→ **GOAL OF THE EXERCISE**:
Among the lines below, a stretch begins at the one with "the same line." and ends at the one with "assert!(route.short_name.is_none());". Repeat that stretch exactly, ends included.

Stored data entries
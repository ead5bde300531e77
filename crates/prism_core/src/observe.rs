//! Path-keyed subscription registry
//!
//! Callbacks register against a literal dot-path and are delivered in
//! registration order. Delivery itself is driven by the state handle (it owns
//! the live re-reads for ancestor paths); this module is only the table.
//!
//! Entries are cloned out into a snapshot before each delivery pass, so a
//! callback may subscribe or unsubscribe mid-delivery without corrupting the
//! iteration.

use std::cell::Cell;
use std::rc::{Rc, Weak};

use rustc_hash::FxHashMap;
use smallvec::SmallVec;

use crate::state::StateInner;
use crate::value::Value;

/// Callback type for path subscribers
pub(crate) type SubscriberFn = Rc<dyn Fn(&Value)>;

struct Entry {
    id: u64,
    callback: SubscriberFn,
}

/// Table of subscribers keyed by exact path
pub(crate) struct SubscriptionRegistry {
    paths: FxHashMap<String, SmallVec<[Entry; 4]>>,
    next_id: u64,
}

impl SubscriptionRegistry {
    pub fn new() -> Self {
        Self {
            paths: FxHashMap::default(),
            next_id: 0,
        }
    }

    /// Register a callback at a path; returns its entry id
    pub fn insert(&mut self, path: &str, callback: SubscriberFn) -> u64 {
        let id = self.next_id;
        self.next_id += 1;
        self.paths
            .entry(path.to_string())
            .or_default()
            .push(Entry { id, callback });
        id
    }

    /// Remove one entry; unknown ids are ignored
    pub fn remove(&mut self, path: &str, id: u64) {
        if let Some(entries) = self.paths.get_mut(path) {
            entries.retain(|e| e.id != id);
            if entries.is_empty() {
                self.paths.remove(path);
            }
        }
    }

    pub fn has(&self, path: &str) -> bool {
        self.paths.contains_key(path)
    }

    /// Defensive copy of a path's callbacks, in registration order
    pub fn snapshot(&self, path: &str) -> SmallVec<[SubscriberFn; 4]> {
        self.paths
            .get(path)
            .map(|entries| entries.iter().map(|e| e.callback.clone()).collect())
            .unwrap_or_default()
    }

    pub fn clear(&mut self) {
        self.paths.clear();
    }

    /// Total registered callbacks across all paths
    pub fn len(&self) -> usize {
        self.paths.values().map(|v| v.len()).sum()
    }
}

/// Disposer for one subscription
///
/// Dropping the handle does *not* unsubscribe; subscriptions persist until
/// [`dispose`](SubscriptionHandle::dispose), `unsubscribe_all`, or `destroy`.
/// Disposing more than once is a no-op.
pub struct SubscriptionHandle {
    state: Weak<StateInner>,
    path: String,
    id: u64,
    disposed: Cell<bool>,
}

impl SubscriptionHandle {
    pub(crate) fn new(state: Weak<StateInner>, path: String, id: u64) -> Self {
        Self {
            state,
            path,
            id,
            disposed: Cell::new(false),
        }
    }

    /// A handle that was never registered (subscribing on destroyed state)
    pub(crate) fn inert() -> Self {
        Self {
            state: Weak::new(),
            path: String::new(),
            id: 0,
            disposed: Cell::new(true),
        }
    }

    /// Remove the subscription; idempotent
    pub fn dispose(&self) {
        if self.disposed.replace(true) {
            return;
        }
        if let Some(inner) = self.state.upgrade() {
            inner.registry.borrow_mut().remove(&self.path, self.id);
        }
    }

    /// The path this subscription was registered at
    pub fn path(&self) -> &str {
        &self.path
    }
}
//! Prism Core Runtime
//!
//! This crate provides the reactive state engine underneath the Prism UI
//! toolkit:
//!
//! - **State Graph**: a nested dynamic data graph stored in one node arena,
//!   accessed through live views with an explicit read/write surface
//! - **Path Subscriptions**: path-keyed callbacks with ancestor propagation -
//!   writing `a.b.c` also notifies `a.b` and `a` with their own current values
//! - **Computed Properties**: derived, cached values with automatic dependency
//!   discovery and deferred, coalesced recomputation
//! - **Explicit Scheduling**: invalidated computeds land on a task queue owned
//!   by the state handle, drained by `flush_pending_recomputations` (a host
//!   drains it once per event-loop tick)
//!
//! # Example
//!
//! ```rust
//! use prism_core::{define_computed, StateHandle, Value};
//!
//! let state = StateHandle::new(Value::object([("count", 0)]));
//!
//! let sub = state.subscribe("count", |v| println!("count is now {v}"));
//!
//! let _doubled = define_computed(&state, "doubled", |s| {
//!     Value::Int(s.get("count").and_then(|v| v.as_i64()).unwrap_or(0) * 2)
//! })
//! .unwrap();
//!
//! state.set("count", 21);
//! state.flush_pending_recomputations();
//! assert_eq!(state.get_nested_value("doubled"), Some(Value::Int(42)));
//!
//! sub.dispose();
//! ```

pub mod computed;
pub mod error;
pub mod observe;
pub mod path;
pub mod state;
pub mod store;
pub mod value;

pub use computed::{
    define_computed, define_computed_properties, define_computed_with, ComputedHandle,
    ComputedSet, ComputedSpec, EqualsFn,
};
pub use error::{Result, StateError};
pub use observe::SubscriptionHandle;
pub use state::{StateHandle, StateRef, StateStats};
pub use store::{NodeArena, NodeId, WriteOutcome};
pub use value::{deep_equal, shallow_equal, Value};
//! Routes, transport modes and submodes.

use std::fmt;
use std::sync::Arc;

use serde::Deserialize;

use super::{Agency, FeedScopedId, Operator};

/// Main transport mode of a route or trip.
#[derive(Debug, Clone, Copy, PartialEq, Eq, Hash, Deserialize)]
#[serde(rename_all = "SCREAMING_SNAKE_CASE")]
pub enum TransitMode {
    Rail,
    Bus,
    Coach,
    Tram,
    Subway,
    Ferry,
    Airplane,
    Funicular,
    Gondola,
}

impl fmt::Display for TransitMode {
    fn fmt(&self, f: &mut fmt::Formatter<'_>) -> fmt::Result {
        let s = match self {
            TransitMode::Rail => "RAIL",
            TransitMode::Bus => "BUS",
            TransitMode::Coach => "COACH",
            TransitMode::Tram => "TRAM",
            TransitMode::Subway => "SUBWAY",
            TransitMode::Ferry => "FERRY",
            TransitMode::Airplane => "AIRPLANE",
            TransitMode::Funicular => "FUNICULAR",
            TransitMode::Gondola => "GONDOLA",
        };
        f.write_str(s)
    }
}

/// A finer-grained mode, e.g. `railReplacementBus`.
///
/// Submodes are open-ended strings in the source data. The empty value
/// is the "unknown" submode.
///
/// # Examples
///
/// ```
/// use transit_realtime::domain::SubMode;
///
/// assert!(SubMode::UNKNOWN.is_unknown());
/// assert_eq!(SubMode::of("localBus").as_str(), Some("localBus"));
/// assert_eq!(SubMode::from(None), SubMode::UNKNOWN);
/// ```
#[derive(Debug, Clone, PartialEq, Eq, Hash, Default)]
pub struct SubMode(Option<Arc<str>>);

impl SubMode {
    /// The submode used when nothing more specific is known.
    pub const UNKNOWN: SubMode = SubMode(None);

    /// Bus service replacing a rail line.
    pub const RAIL_REPLACEMENT_BUS: &'static str = "railReplacementBus";

    /// Rail service replacing another rail service.
    pub const REPLACEMENT_RAIL_SERVICE: &'static str = "replacementRailService";

    pub fn of(name: &str) -> Self {
        SubMode(Some(Arc::from(name)))
    }

    pub fn is_unknown(&self) -> bool {
        self.0.is_none()
    }

    pub fn as_str(&self) -> Option<&str> {
        self.0.as_deref()
    }
}

impl From<Option<&str>> for SubMode {
    fn from(value: Option<&str>) -> Self {
        value.map(SubMode::of).unwrap_or_default()
    }
}

impl fmt::Display for SubMode {
    fn fmt(&self, f: &mut fmt::Formatter<'_>) -> fmt::Result {
        f.write_str(self.as_str().unwrap_or("unknown"))
    }
}

/// A public transport line.
///
/// Routes from the static schedule are never modified. Routes created for
/// added trips are built once, registered in the realtime overlay and then
/// shared by `Arc` between every trip on the same line.
#[derive(Debug, Clone, PartialEq, Eq)]
pub struct Route {
    pub id: FeedScopedId,
    pub agency: Arc<Agency>,
    pub operator: Option<Arc<Operator>>,
    pub short_name: Option<String>,
    pub mode: TransitMode,
    pub submode: SubMode,
}

impl Route {
    pub fn new(id: FeedScopedId, agency: Arc<Agency>, mode: TransitMode) -> Self {
        Self {
            id,
            agency,
            operator: None,
            short_name: None,
            mode,
            submode: SubMode::UNKNOWN,
        }
    }

    pub fn with_operator(mut self, operator: Arc<Operator>) -> Self {
        self.operator = Some(operator);
        self
    }

    pub fn with_short_name(mut self, short_name: impl Into<String>) -> Self {
        self.short_name = Some(short_name.into());
        self
    }

    pub fn with_submode(mut self, submode: SubMode) -> Self {
        self.submode = submode;
        self
    }

    /// True when the route is run by the given operator.
    pub fn is_operated_by(&self, operator: &FeedScopedId) -> bool {
        self.operator.as_ref().is_some_and(|o| &o.id == operator)
    }
}

#[cfg(test)]
mod tests {
    use super::*;

    fn agency() -> Arc<Agency> {
        Arc::new(Agency::new(
            FeedScopedId::new("F", "AGENCY"),
            "Agency",
            chrono_tz::Europe::Oslo,
        ))
    }

    #[test]
    fn submode_conversion() {
        assert_eq!(SubMode::from(Some("localBus")), SubMode::of("localBus"));
        assert!(SubMode::from(None).is_unknown());
        assert_eq!(SubMode::UNKNOWN.to_string(), "unknown");
    }

    #[test]
    fn route_operator_check() {
        let op = Arc::new(Operator::new(FeedScopedId::new("F", "OP"), "Op"));
        let route = Route::new(FeedScopedId::new("F", "R1"), agency(), TransitMode::Bus)
            .with_operator(op);

        assert!(route.is_operated_by(&FeedScopedId::new("F", "OP")));
        assert!(!route.is_operated_by(&FeedScopedId::new("F", "OTHER")));
    }

    #[test]
    fn route_defaults() {
        let route = Route::new(FeedScopedId::new("F", "R1"), agency(), TransitMode::Rail);
        assert!(route.operator.is_none());
        assert!(route.short_name.is_none());
        assert!(route.submode.is_unknown());
    }
}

→ **OUTPUT OF THE EXERCISE**:
/// shared by `Arc` between every trip on the same line.
#[derive(Debug, Clone, PartialEq, Eq)]
pub struct Route {
    pub id: FeedScopedId,
    pub agency: Arc<Agency>,
    pub operator: Option<Arc<Operator>>,
    pub short_name: Option<String>,
    pub mode: TransitMode,
    pub submode: SubMode,
}

impl Route {
    pub fn new(id: FeedScopedId, agency: Arc<Agency>, mode: TransitMode) -> Self {
        Self {
            id,
            agency,
            operator: None,
            short_name: None,
            mode,
            submode: SubMode::UNKNOWN,
        }
    }

    pub fn with_operator(mut self, operator: Arc<Operator>) -> Self {
        self.operator = Some(operator);
        self
    }

    pub fn with_short_name(mut self, short_name: impl Into<String>) -> Self {
        self.short_name = Some(short_name.into());
        self
    }

    pub fn with_submode(mut self, submode: SubMode) -> Self {
        self.submode = submode;
        self
    }

    /// True when the route is run by the given operator.
    pub fn is_operated_by(&self, operator: &FeedScopedId) -> bool {
        self.operator.as_ref().is_some_and(|o| &o.id == operator)
    }
}

#[cfg(test)]
mod tests {
    use super::*;

    fn agency() -> Arc<Agency> {
        Arc::new(Agency::new(
            FeedScopedId::new("F", "AGENCY"),
            "Agency",
            chrono_tz::Europe::Oslo,
        ))
    }

    #[test]
    fn submode_conversion() {
        assert_eq!(SubMode::from(Some("localBus")), SubMode::of("localBus"));
        assert!(SubMode::from(None).is_unknown());
        assert_eq!(SubMode::UNKNOWN.to_string(), "unknown");
    }

    #[test]
    fn route_operator_check() {
        let op = Arc::new(Operator::new(FeedScopedId::new("F", "OP"), "Op"));
        let route = Route::new(FeedScopedId::new("F", "R1"), agency(), TransitMode::Bus)
            .with_operator(op);

        assert!(route.is_operated_by(&FeedScopedId::new("F", "OP")));
        assert!(!route.is_operated_by(&FeedScopedId::new("F", "OTHER")));
    }

    #[test]
    fn route_defaults() {
        let route = Route::new(FeedScopedId::new("F", "R1"), agency(), TransitMode::Rail);
        assert!(route.operator.is_none());
        assert!(route.short_name.is_none());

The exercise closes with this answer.